Climate Change: A Not So Silent Disaster

By Sam Linder, Reporter

 

 

Over the past two months, never has the weather in Portland been as… interesting. For the first time in my life, my dad, who treasures the outdoors in the same way you or I would treasure a few extra hours of sleep every night, told me to stay inside. This was in early August, when it was 102 degrees and the smoke caused by more than 100 wildfires in British Columbia decided to pay us a visit. Then Eagle Creek happened. Breathing became painful, the sky was permanently gray, the moon was red, and I couldn’t even see across the Willamette. Granted, I’m more than relieved that I can breathe comfortably again, but this mess cruelly reminded me that climate change is no longer something that will hurt us in 20, 50, or however many years scientists predicted it would. Climate change is real and it’s real right now. There is evidence not only here, but all around the world.

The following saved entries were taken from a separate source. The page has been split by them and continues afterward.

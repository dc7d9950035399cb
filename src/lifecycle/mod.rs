//! Lifecycle management subsystem.
//!
//! # Data Flow
//! ```text
//! Startup (startup.rs):
//!     Read env (+ optional file) → Validate → Select mode
//!     → HTTP server  or  Lambda invocation loop
//!
//! Shutdown (shutdown.rs):
//!     Signal received → Stop accepting / polling → Drain → Exit
//!
//! Signals (signals.rs):
//!     SIGTERM/SIGINT → Trigger graceful shutdown
//! ```
//!
//! # Design Decisions
//! - Fail fast: any configuration error is fatal before anything is served
//! - Mode is chosen once per process and never changes

pub mod shutdown;
pub mod signals;
pub mod startup;

pub use shutdown::Shutdown;
pub use startup::{run, start, StartError};
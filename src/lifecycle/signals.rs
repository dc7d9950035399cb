//! OS signal handling.
//!
//! SIGINT (Ctrl+C) and, on Unix, SIGTERM both trigger graceful shutdown.
//! Lambda sends SIGTERM when an execution environment is retired.

use crate::lifecycle::Shutdown;

/// Wait for the first shutdown signal.
pub async fn wait_for_signal() {
    let ctrl_c = async {
        if let Err(e) = tokio::signal::ctrl_c().await {
            tracing::error!(error = %e, "Failed to listen for Ctrl+C");
            std::future::pending::<()>().await;
        }
    };

    #[cfg(unix)]
    let terminate = async {
        match tokio::signal::unix::signal(tokio::signal::unix::SignalKind::terminate()) {
            Ok(mut sig) => {
                sig.recv().await;
            }
            Err(e) => {
                tracing::error!(error = %e, "Failed to listen for SIGTERM");
                std::future::pending::<()>().await;
            }
        }
    };

    #[cfg(not(unix))]
    let terminate = std::future::pending::<()>();

    tokio::select! {
        _ = ctrl_c => {}
        _ = terminate => {}
    }
}

/// Spawn a task that triggers `shutdown` on the first signal.
pub fn spawn_signal_watcher(shutdown: Shutdown) -> tokio::task::JoinHandle<()> {
    tokio::spawn(async move {
        wait_for_signal().await;
        tracing::info!("Shutdown signal received");
        shutdown.trigger();
    })
}
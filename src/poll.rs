//! Ad-hoc polls layered onto a live session
//!
//! A host can run one quick single-question survey at a time. Responses are
//! last-write-wins per participant; ending the poll tallies every configured
//! option (including those nobody picked) and discards the poll.

use std::collections::{HashMap, HashSet};

use itertools::Itertools;
use serde::{Deserialize, Serialize};
use thiserror::Error;

use crate::{
    constants::poll::{MAX_OPTION_COUNT, MAX_OPTION_LENGTH, MAX_QUESTION_LENGTH},
    participant::Id,
};

/// Errors that can occur while running a poll
#[derive(Error, Serialize, Debug, Clone, Copy, PartialEq, Eq)]
pub enum Error {
    /// The poll question is empty or too long
    #[error("poll question is empty or too long")]
    InvalidQuestion,
    /// Fewer than two options, too many, or an option is empty or too long
    #[error("poll needs between two and eight short, non-empty options")]
    InvalidOptions,
    /// Two options have the same label
    #[error("poll options must be distinct")]
    DuplicateOption,
    /// The response is not one of the configured options
    #[error("option is not part of this poll")]
    UnknownOption,
}

/// Definition of a poll as sent by the host
#[derive(Debug, Clone, PartialEq, Eq, Serialize, Deserialize)]
pub struct PollDefinition {
    /// The question text
    pub question: String,
    /// Ordered option labels
    pub options: Vec<String>,
}

/// Number of responses for one option
#[derive(Debug, Clone, PartialEq, Eq, Serialize)]
pub struct OptionCount {
    /// Option label
    pub option: String,
    /// Responses choosing it
    pub count: usize,
}

/// Final counts of a poll, in option order
#[derive(Debug, Clone, PartialEq, Eq, Serialize)]
#[serde(transparent)]
pub struct Tally(Vec<OptionCount>);

/// An active poll
#[derive(Debug, Clone)]
pub struct Poll {
    question: String,
    options: Vec<String>,
    /// Latest choice of each participant
    responses: HashMap<Id, String>,
}

impl Poll {
    /// Creates a poll after validating its definition
    ///
    /// # Errors
    ///
    /// Returns an error if the question or options are out of bounds or if
    /// two options share a label.
    pub fn new(definition: PollDefinition) -> Result<Self, Error> {
        let PollDefinition { question, options } = definition;

        let question = question.trim().to_owned();
        if question.is_empty() || question.len() > MAX_QUESTION_LENGTH {
            return Err(Error::InvalidQuestion);
        }

        let options = options
            .into_iter()
            .map(|option| option.trim().to_owned())
            .collect_vec();
        if !(2..=MAX_OPTION_COUNT).contains(&options.len())
            || options
                .iter()
                .any(|option| option.is_empty() || option.len() > MAX_OPTION_LENGTH)
        {
            return Err(Error::InvalidOptions);
        }
        if options.iter().collect::<HashSet<_>>().len() != options.len() {
            return Err(Error::DuplicateOption);
        }

        Ok(Self {
            question,
            options,
            responses: HashMap::new(),
        })
    }

    /// The poll question
    pub fn question(&self) -> &str {
        &self.question
    }

    /// The configured options
    pub fn options(&self) -> &[String] {
        &self.options
    }

    /// Number of participants who responded
    pub fn response_count(&self) -> usize {
        self.responses.len()
    }

    /// Records or replaces a participant's choice
    ///
    /// # Errors
    ///
    /// Returns `Error::UnknownOption` if `option` is not configured.
    pub fn respond(&mut self, id: Id, option: &str) -> Result<(), Error> {
        let option = option.trim();
        if !self.options.iter().any(|o| o == option) {
            return Err(Error::UnknownOption);
        }
        self.responses.insert(id, option.to_owned());
        Ok(())
    }

    /// Drops the response of a participant who left
    pub fn forget(&mut self, id: Id) {
        self.responses.remove(&id);
    }

    /// Counts responses per configured option
    pub fn tally(&self) -> Tally {
        let counts = self.responses.values().counts();
        Tally(
            self.options
                .iter()
                .map(|option| OptionCount {
                    option: option.clone(),
                    count: counts.get(option).copied().unwrap_or_default(),
                })
                .collect_vec(),
        )
    }

    /// Ends the poll, returning its question and final tally
    pub fn end(self) -> (String, Tally) {
        let tally = self.tally();
        (self.question, tally)
    }
}

/// Poll events sent to session members
#[derive(Debug, Clone, Serialize)]
#[serde(tag = "event", content = "data", rename_all = "kebab-case")]
#[serde(rename_all_fields = "camelCase")]
pub enum UpdateMessage {
    /// (ALL) A poll has started
    PollStarted {
        /// The poll question
        question: String,
        /// Ordered options
        options: Vec<String>,
    },
    /// (HOST ONLY) A participant responded
    PollResponseReceived {
        /// Who responded
        participant_id: Id,
        /// The chosen option
        option: String,
        /// Distinct respondents so far
        response_count: usize,
    },
    /// (ALL) The poll ended
    PollEnded {
        /// The poll question
        question: String,
        /// Final counts
        tally: Tally,
    },
}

For everyone living in Portland, the Eagle Creek fire was the most obvious sign. You could simply look out a window and see that something was seriously wrong. When PPS released us early on Sept. 5, the Air Quality Index (AQI) had been 169 since five in the morning, which is 19 points above the maximum healthy level. Between 3:40 and 4:40 in the afternoon, it was in the two hundreds, hazardous enough to cause serious health effects. This is the first time a fire of this size has happened so close to Portland, but with temperatures rising steadily all over the world, it isn’t so surprising. Since 1970, temperatures in forested parts of the western U.S. have increased by 2.5 degrees Fahrenheit. Over the last 30 years, human-created climate change has caused the number of acres burned in western U.S. wildfires to nearly double. As I write, the Eagle Creek fire covers 35,600 acres, equivalent to 56 square miles, and is 11 percent contained. If the fire continues spreading at the same rate and the firefighters contain it at the same rate, then how many square miles will it eventually cover? That’s one math problem I’m hesitant to solve.

Hurricane season in the Atlantic Ocean ends right before December, but it has already yielded disastrous results. On Aug. 26, Hurricane Harvey, with winds up to 130 mph, became the first Category Four hurricane to make landfall in the U.S. since 2004. It dropped 51.9 inches of rain, the wettest tropical hurricane ever recorded in the lower 48 states. In addition to displacing 30,000 people, the damages could cost up to $190 billion, making it the most expensive natural disaster in the U.S. (Hurricane Katrina in 2005 is second with a cost of $125 billion). Not long after, Hurricane Irma made its case to be perhaps the strongest storm to ever hit the U.S. Its tropical storm force winds covered an area larger than Florida, and 1.3 million Floridians were left without power after it made landfall. One of the scarier things to consider is that Irma spent a little more than three days as a Category Five, something that only two other hurricanes have achieved on record. The nation of Barbuda was the biggest victim of Irma’s prolonged intensity, as 95 percent of its structures were destroyed when Irma (at the time 378 miles wide, six times the total size of the island) swept across it. Before Harvey and Irma, the continental U.S. had never been hit by two Category Four plus storms in the same year.

While Irma was slowly dissipating, southern Mexico was hit by a massive earthquake off the Pacific coast. Registering 8.2 on the Richter scale, it was the strongest Mexican earthquake in 80 years, causing damage to thousands of homes in the Mexican states of Oaxaca, Chiapas, Veracruz, and Tabasco. Nearly 100 people have died, and damage to hospitals and loss of power and water have made recovery so difficult that schools have been converted into makeshift clinics. Although 74 percent of the 1.85 million homes that lost power have had it restored, 20 aftershocks have measured higher than 4.0 on the Richter scale, causing coastal residents to evacuate their homes due to waves washing up the Pacific coastline.

On the other side of the world, floods in South Asia inflicted considerable damage on Bangladesh, India, and Nepal over the summer. About 41 million people were directly affected by flooding and landslides caused by monsoon rains. Bangladesh lost more than 700,000 homes, and the country faces long-term problems with food because so much farmland was destroyed. Nearly 460,000 Nepalese were forced to leave their homes and dozens are missing. In India, at least 700 people died, and Mumbai, the country’s largest city, was brought to a standstill for several days due to waist-high water. The flooding has left 1.8 million children out of school, and they could potentially fall out of the school system for good if education is not made a serious priority during relief.

In terms of weather, 2017 has been quite an exceptional year. You could make the argument that fires, hurricanes, earthquakes, and floods occur across the globe every year, but I see this year as an ominous sign. There were a lot of “firsts” and “strongests” describing the natural disasters that happened. Many of them were not ordinary. Considering that climate change will get exponentially worse going forward, how will we handle something like this annually from here on out? If this year was difficult, what will it be like in 10? How thin will we be stretched? Even if you don’t really want to think about that, you should at least know this: climate change is not very distant anymore. What we do now directly affects what will happen to us in the future. Ignorance may be bliss, but that will not stop the inevitable.